Dataset from: "Leveraging Base Pair Mammalian Constraint to Understand Genetic Variation and Human Disease" Abstract:  Although thousands of genomic regions have been associated with heritable human diseases, attempts to elucidate biological mechanisms are impeded by a general inability to discern which genomic positions are functionally important. Evolutionary constraint is a powerful predictor of function that is agnostic to cell type or disease mechanism. Here, single base phyloP scores from the whole genome alignment of 240 placental mammals identified 3.5% of bases in the human genome as significantly constrained and very likely functional. We compared these scores to large-scale genome annotation, genome-wide association studies (GWAS), copy number variation, clinical genetics findings, and cancer data sets. Evolutionary constrained positions are enriched for variants explaining common disease heritability more than any other functional annotation. Our results improve variant annotation but also highlight that the regulatory landscape of the human genome still needs to be further explored and linked to disease. Dataset description: functional annotations of the human common genetic variants including conservation metrics across 240 mammals and subset of primates. These annotations are to be used in conjunction with the polyfun method.
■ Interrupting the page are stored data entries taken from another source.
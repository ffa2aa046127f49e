//! Win detection logic.

use crate::{Board, Player, Position};
use tracing::instrument;

/// The 8 winning triples, in evaluation order: rows, columns, diagonals.
pub const LINES: [[Position; 3]; 8] = [
    // Rows
    [Position::TopLeft, Position::TopCenter, Position::TopRight],
    [
        Position::MiddleLeft,
        Position::Center,
        Position::MiddleRight,
    ],
    [
        Position::BottomLeft,
        Position::BottomCenter,
        Position::BottomRight,
    ],
    // Columns
    [
        Position::TopLeft,
        Position::MiddleLeft,
        Position::BottomLeft,
    ],
    [
        Position::TopCenter,
        Position::Center,
        Position::BottomCenter,
    ],
    [
        Position::TopRight,
        Position::MiddleRight,
        Position::BottomRight,
    ],
    // Diagonals
    [Position::TopLeft, Position::Center, Position::BottomRight],
    [Position::TopRight, Position::Center, Position::BottomLeft],
];

/// Checks if there is a winner on the board.
///
/// Returns the owner of the first line (in [`LINES`] order) whose three
/// cells are marked by the same player.
#[instrument(skip(board))]
pub fn check_winner(board: &Board) -> Option<Player> {
    LINES.iter().find_map(|&[a, b, c]| {
        let cell = board.get(a);
        if cell == board.get(b) && cell == board.get(c) {
            cell.owner()
        } else {
            None
        }
    })
}

#[cfg(test)]
mod tests {
    use super::*;
    use crate::Cell;

    #[test]
    fn test_no_winner_empty_board() {
        let board = Board::new();
        assert_eq!(check_winner(&board), None);
    }

    #[test]
    fn test_every_line_wins() {
        for line in LINES {
            let mut board = Board::new();
            for pos in line {
                board.set(pos, Cell::Red);
            }
            assert_eq!(check_winner(&board), Some(Player::Red), "line {:?}", line);
        }
    }

    #[test]
    fn test_winner_diagonal() {
        let mut board = Board::new();
        board.set(Position::TopRight, Cell::Blue);
        board.set(Position::Center, Cell::Blue);
        board.set(Position::BottomLeft, Cell::Blue);
        assert_eq!(check_winner(&board), Some(Player::Blue));
    }

    #[test]
    fn test_mixed_line_is_not_a_win() {
        let mut board = Board::new();
        board.set(Position::TopLeft, Cell::Blue);
        board.set(Position::TopCenter, Cell::Red);
        board.set(Position::TopRight, Cell::Blue);
        assert_eq!(check_winner(&board), None);
    }

    #[test]
    fn test_no_winner_incomplete() {
        let mut board = Board::new();
        board.set(Position::TopLeft, Cell::Blue);
        board.set(Position::TopCenter, Cell::Blue);
        assert_eq!(check_winner(&board), None);
    }
}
数据集来源： 摘要：尽管成千上万的基因组区域与遗传性人类疾病相关联，但揭示生物机制的尝试受到一个普遍的障碍，即无法辨别哪些基因组位置具有功能性重要性。进化约束是一种强大的功能预测工具，它对细胞类型或疾病机制具有无偏见性。在本研究中，通过对240种有袋类哺乳动物的整个基因组比对，单碱基phyloP得分识别出人类基因组中3.5%的碱基受到显著约束，并且极有可能具有功能。我们将这些得分与大规模基因组注释、全基因组关联研究（GWAS）、拷贝数变异、临床遗传学发现和癌症数据集进行了比较。进化约束位置富含解释常见疾病遗传性的变异，其比例高于其他任何功能性注释。我们的研究结果不仅提高了变异注释的准确性，而且还突显了人类基因组调控景观仍需进一步探索并与疾病相关联。 数据集描述：包含人类常见遗传变异的功能性注释，以及240种哺乳动物和灵长类动物子集的保守性度量。这些注释应与polyfun方法结合使用。